> **Required action**:
Check every line below for the string "println". Copy the ones that have it.

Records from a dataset
__________________________________________________
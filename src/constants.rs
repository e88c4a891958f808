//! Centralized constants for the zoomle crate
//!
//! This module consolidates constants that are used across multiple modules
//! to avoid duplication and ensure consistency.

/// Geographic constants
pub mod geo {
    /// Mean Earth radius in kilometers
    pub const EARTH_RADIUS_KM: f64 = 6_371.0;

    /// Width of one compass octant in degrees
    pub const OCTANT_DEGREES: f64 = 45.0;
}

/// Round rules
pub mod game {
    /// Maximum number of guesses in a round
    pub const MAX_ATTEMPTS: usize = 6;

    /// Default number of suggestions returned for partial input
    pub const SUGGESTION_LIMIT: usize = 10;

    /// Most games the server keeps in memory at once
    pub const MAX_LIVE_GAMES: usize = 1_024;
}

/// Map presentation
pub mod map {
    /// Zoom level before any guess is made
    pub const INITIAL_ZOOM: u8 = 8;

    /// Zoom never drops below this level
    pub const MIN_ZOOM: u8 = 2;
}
__________________________________________________
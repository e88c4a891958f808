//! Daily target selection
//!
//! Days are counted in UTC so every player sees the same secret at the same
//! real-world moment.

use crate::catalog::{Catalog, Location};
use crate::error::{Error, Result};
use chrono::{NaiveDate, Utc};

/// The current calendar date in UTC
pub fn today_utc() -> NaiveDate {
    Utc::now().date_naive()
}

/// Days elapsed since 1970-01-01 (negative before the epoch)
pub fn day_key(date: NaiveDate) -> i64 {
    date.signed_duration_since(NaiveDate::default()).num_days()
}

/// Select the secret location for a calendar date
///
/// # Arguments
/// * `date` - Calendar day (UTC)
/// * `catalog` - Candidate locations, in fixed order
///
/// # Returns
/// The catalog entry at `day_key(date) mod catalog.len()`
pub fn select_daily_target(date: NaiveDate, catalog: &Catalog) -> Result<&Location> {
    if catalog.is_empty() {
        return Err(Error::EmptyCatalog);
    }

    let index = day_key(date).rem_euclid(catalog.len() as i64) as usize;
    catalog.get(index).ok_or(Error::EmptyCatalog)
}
__________________________________________________
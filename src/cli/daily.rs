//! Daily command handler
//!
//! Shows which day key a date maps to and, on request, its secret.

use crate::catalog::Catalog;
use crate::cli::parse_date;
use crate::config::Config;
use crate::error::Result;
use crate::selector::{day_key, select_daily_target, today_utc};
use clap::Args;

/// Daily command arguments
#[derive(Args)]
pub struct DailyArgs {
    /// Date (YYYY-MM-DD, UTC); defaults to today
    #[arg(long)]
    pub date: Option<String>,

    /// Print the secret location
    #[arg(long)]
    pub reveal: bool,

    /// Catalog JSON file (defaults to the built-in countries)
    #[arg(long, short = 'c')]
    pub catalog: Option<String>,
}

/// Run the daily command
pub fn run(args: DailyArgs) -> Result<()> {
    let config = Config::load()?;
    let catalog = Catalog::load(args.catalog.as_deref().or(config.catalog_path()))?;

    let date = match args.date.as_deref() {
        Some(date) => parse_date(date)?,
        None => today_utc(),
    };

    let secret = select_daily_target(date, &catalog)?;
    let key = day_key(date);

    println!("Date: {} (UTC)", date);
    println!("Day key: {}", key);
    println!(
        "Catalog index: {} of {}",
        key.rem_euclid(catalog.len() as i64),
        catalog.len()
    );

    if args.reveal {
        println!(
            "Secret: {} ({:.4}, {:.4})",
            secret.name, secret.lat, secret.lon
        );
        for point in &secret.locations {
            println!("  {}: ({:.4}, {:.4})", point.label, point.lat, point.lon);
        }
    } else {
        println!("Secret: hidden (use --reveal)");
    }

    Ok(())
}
__________________________________________________
> **Solution**:
    println!("Date: {} (UTC)", date);
    println!("Day key: {}", key);
    println!(
        println!(
            println!("  {}: ({:.4}, {:.4})", point.label, point.lat, point.lon);
        println!("Secret: hidden (use --reveal)");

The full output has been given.